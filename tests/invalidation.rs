use contiguous_seq::*;

fn filled(values: impl IntoIterator<Item = i32>, capacity: usize) -> Sequence<i32> {
    let mut sequence = Sequence::with_capacity(capacity);
    for value in values {
        sequence.push(value);
    }
    sequence
}

#[test]
fn push_within_capacity_keeps_element_cursors() {
    let mut sequence = filled([5, 6, 7], 8);
    let cursors: Vec<_> = (0..3).map(|i| sequence.cursor(i).unwrap()).collect();
    let end = sequence.end();

    sequence.push(8);

    for (cursor, expected) in cursors.iter().zip([5, 6, 7]) {
        assert_eq!(*sequence.get_at(cursor).unwrap(), expected);
    }
    assert!(!sequence.is_valid(&end));
    assert_eq!(sequence.index_of(&sequence.end()), Ok(4));
}

#[test]
fn push_at_capacity_invalidates_everything() {
    let mut sequence = filled([1, 2, 3, 4], 4);
    let first = sequence.begin();
    let last = sequence.cursor(3).unwrap();
    let end = sequence.end();
    let base = sequence.as_ptr();
    let epoch = sequence.epoch();

    sequence.push(5);

    assert_ne!(sequence.as_ptr(), base);
    assert!(sequence.capacity() >= 5);
    assert_eq!(sequence.epoch(), epoch + 1);
    for cursor in [first, last, end] {
        assert_eq!(
            sequence.get_at(&cursor),
            Err(CursorError::Reallocated {
                cursor_epoch: epoch,
                current_epoch: epoch + 1
            })
        );
    }
    assert_eq!(sequence, [1, 2, 3, 4, 5]);
}

#[test]
fn reserve_is_monotonic() {
    let mut sequence: Sequence<i32> = Sequence::new();
    assert!(sequence.reserve(50).is_some());
    assert_eq!(sequence.capacity(), 50);

    let base = sequence.as_ptr();
    assert_eq!(sequence.reserve(20), None);
    assert_eq!(sequence.reserve(50), None);
    assert_eq!(sequence.capacity(), 50);
    assert_eq!(sequence.as_ptr(), base);
}

#[test]
fn reserve_within_capacity_keeps_cursors() {
    let mut sequence = filled([1, 2], 10);
    let first = sequence.begin();
    let end = sequence.end();

    sequence.reserve(10);
    sequence.reserve(3);

    assert!(sequence.is_valid(&first));
    assert!(sequence.is_valid(&end));
}

#[test]
fn reserve_beyond_capacity_invalidates_everything() {
    let mut sequence = filled([1, 2], 2);
    let first = sequence.begin();
    let end = sequence.end();
    let base = sequence.as_ptr();

    let moved = sequence.reserve(3);

    assert_eq!(moved, Some(sequence.as_ptr()));
    assert_ne!(sequence.as_ptr(), base);
    assert_eq!(sequence.capacity(), 3);
    assert!(!sequence.is_valid(&first));
    assert!(!sequence.is_valid(&end));
    assert_eq!(sequence, [1, 2]);
}

#[test]
fn insert_shifts_right() {
    let mut sequence = filled([10, 20, 30, 40], 4);
    let inserted = sequence.insert(1, 15).unwrap();

    assert_eq!(sequence, [10, 15, 20, 30, 40]);
    assert_eq!(sequence.len(), 5);
    assert_eq!(*sequence.get_at(&inserted).unwrap(), 15);

    sequence.insert(5, 50).unwrap();
    sequence.insert(0, 5).unwrap();
    assert_eq!(sequence, [5, 10, 15, 20, 30, 40, 50]);
}

#[test]
fn insert_without_growth_invalidates_from_position() {
    let mut sequence = filled(0..6, 100);
    let before = sequence.cursor(1).unwrap();
    let at = sequence.cursor(2).unwrap();
    let after = sequence.cursor(4).unwrap();
    let end = sequence.end();
    let base = sequence.as_ptr();

    sequence.insert(2, 99).unwrap();

    assert_eq!(sequence.as_ptr(), base);
    assert_eq!(*sequence.get_at(&before).unwrap(), 1);
    assert_eq!(sequence.get_at(&at), Err(CursorError::Shifted { index: 2 }));
    assert_eq!(sequence.get_at(&after), Err(CursorError::Shifted { index: 4 }));
    assert!(!sequence.is_valid(&end));
}

#[test]
fn insert_with_growth_invalidates_everything() {
    let mut sequence = filled([1, 2, 3], 3);
    let before = sequence.begin();

    sequence.insert(3, 4).unwrap();

    assert!(matches!(
        sequence.get_at(&before),
        Err(CursorError::Reallocated { .. })
    ));
}

#[test]
fn insert_out_of_bounds_is_reported() {
    let mut sequence = filled([1, 2], 4);
    let first = sequence.begin();

    assert_eq!(
        sequence.insert(3, 9),
        Err(SequenceError::OutOfBounds { index: 3, len: 2 })
    );
    assert_eq!(sequence, [1, 2]);
    assert!(sequence.is_valid(&first));
}

#[test]
fn erase_shifts_left_and_returns_next() {
    let mut sequence = filled([1, 2, 3, 4], 8);
    let before = sequence.begin();
    let erased = sequence.cursor(1).unwrap();
    let after = sequence.cursor(3).unwrap();
    let capacity = sequence.capacity();

    let next = sequence.erase(1).unwrap();

    assert_eq!(sequence, [1, 3, 4]);
    assert_eq!(sequence.capacity(), capacity);
    assert_eq!(*sequence.get_at(&next).unwrap(), 3);
    assert_eq!(*sequence.get_at(&before).unwrap(), 1);
    assert!(!sequence.is_valid(&erased));
    assert!(!sequence.is_valid(&after));
}

#[test]
fn erase_last_returns_end() {
    let mut sequence = filled([1, 2, 3], 3);
    let next = sequence.erase(2).unwrap();

    assert_eq!(next, sequence.end());
    assert_eq!(sequence.index_of(&next), Ok(2));
    assert_eq!(sequence.get_at(&next), Err(CursorError::PastTheEnd));
}

#[test]
fn erase_out_of_bounds_is_reported() {
    let mut sequence = filled([1], 1);
    assert_eq!(
        sequence.erase(1),
        Err(SequenceError::OutOfBounds { index: 1, len: 1 })
    );
    let mut empty: Sequence<i32> = Sequence::new();
    assert!(empty.erase(0).is_err());
}

#[test]
fn reserve_then_push_keeps_base() {
    let mut sequence = Sequence::new();
    sequence.push(1);
    sequence.reserve(100);
    let base = sequence.as_ptr();
    let first = sequence.begin();

    for value in 10..20 {
        sequence.push(value);
        assert_eq!(sequence.as_ptr(), base);
    }

    assert_eq!(sequence, [1, 10, 11, 12, 13, 14, 15, 16, 17, 18, 19]);
    assert_eq!(sequence.len(), 11);
    assert!(sequence.capacity() >= 100);
    assert_eq!(*sequence.get_at(&first).unwrap(), 1);
}

#[test]
fn insert_then_erase_scenario() {
    let mut sequence = Sequence::new();
    sequence.reserve(100);
    sequence.extend(0..6);

    sequence.insert(2, 99).unwrap();
    assert_eq!(sequence, [0, 1, 99, 2, 3, 4, 5]);
    assert_eq!(sequence[3], 2);

    let next = sequence.erase(3).unwrap();
    assert_eq!(sequence, [0, 1, 99, 3, 4, 5]);
    assert_eq!(*sequence.get_at(&next).unwrap(), 3);
}

#[test]
fn remove_returns_value() {
    let mut sequence: Sequence<String> = ["a", "b", "c"].iter().map(|it| it.to_string()).collect();
    let first = sequence.begin();
    let last = sequence.cursor(2).unwrap();

    assert_eq!(sequence.remove(1).unwrap(), "b");
    assert_eq!(sequence.len(), 2);
    assert_eq!(sequence.get_at(&first).unwrap(), "a");
    assert!(!sequence.is_valid(&last));
    assert_eq!(sequence[1], "c");
}

#[test]
fn borrowed_iteration() {
    let mut sequence = filled(1..=4, 4);
    for value in &mut sequence {
        *value *= 10;
    }
    let collected: Vec<i32> = (&sequence).into_iter().copied().collect();
    assert_eq!(collected, vec![10, 20, 30, 40]);
    assert_eq!(sequence.iter().sum::<i32>(), 100);
}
_ _ _ _
__TASK OBJECTIVE__.
Using the data above, reproduce exactly the lines between those holding "let erased = sequence.cursor(1).unwrap();" and "assert!(!sequence.is_valid(&erased));", inclusive, and no others.

__ANSWER__.
    let erased = sequence.cursor(1).unwrap();
    let after = sequence.cursor(3).unwrap();
    let capacity = sequence.capacity();

    let next = sequence.erase(1).unwrap();

    assert_eq!(sequence, [1, 3, 4]);
    assert_eq!(sequence.capacity(), capacity);
    assert_eq!(*sequence.get_at(&next).unwrap(), 3);
    assert_eq!(*sequence.get_at(&before).unwrap(), 1);
    assert!(!sequence.is_valid(&erased));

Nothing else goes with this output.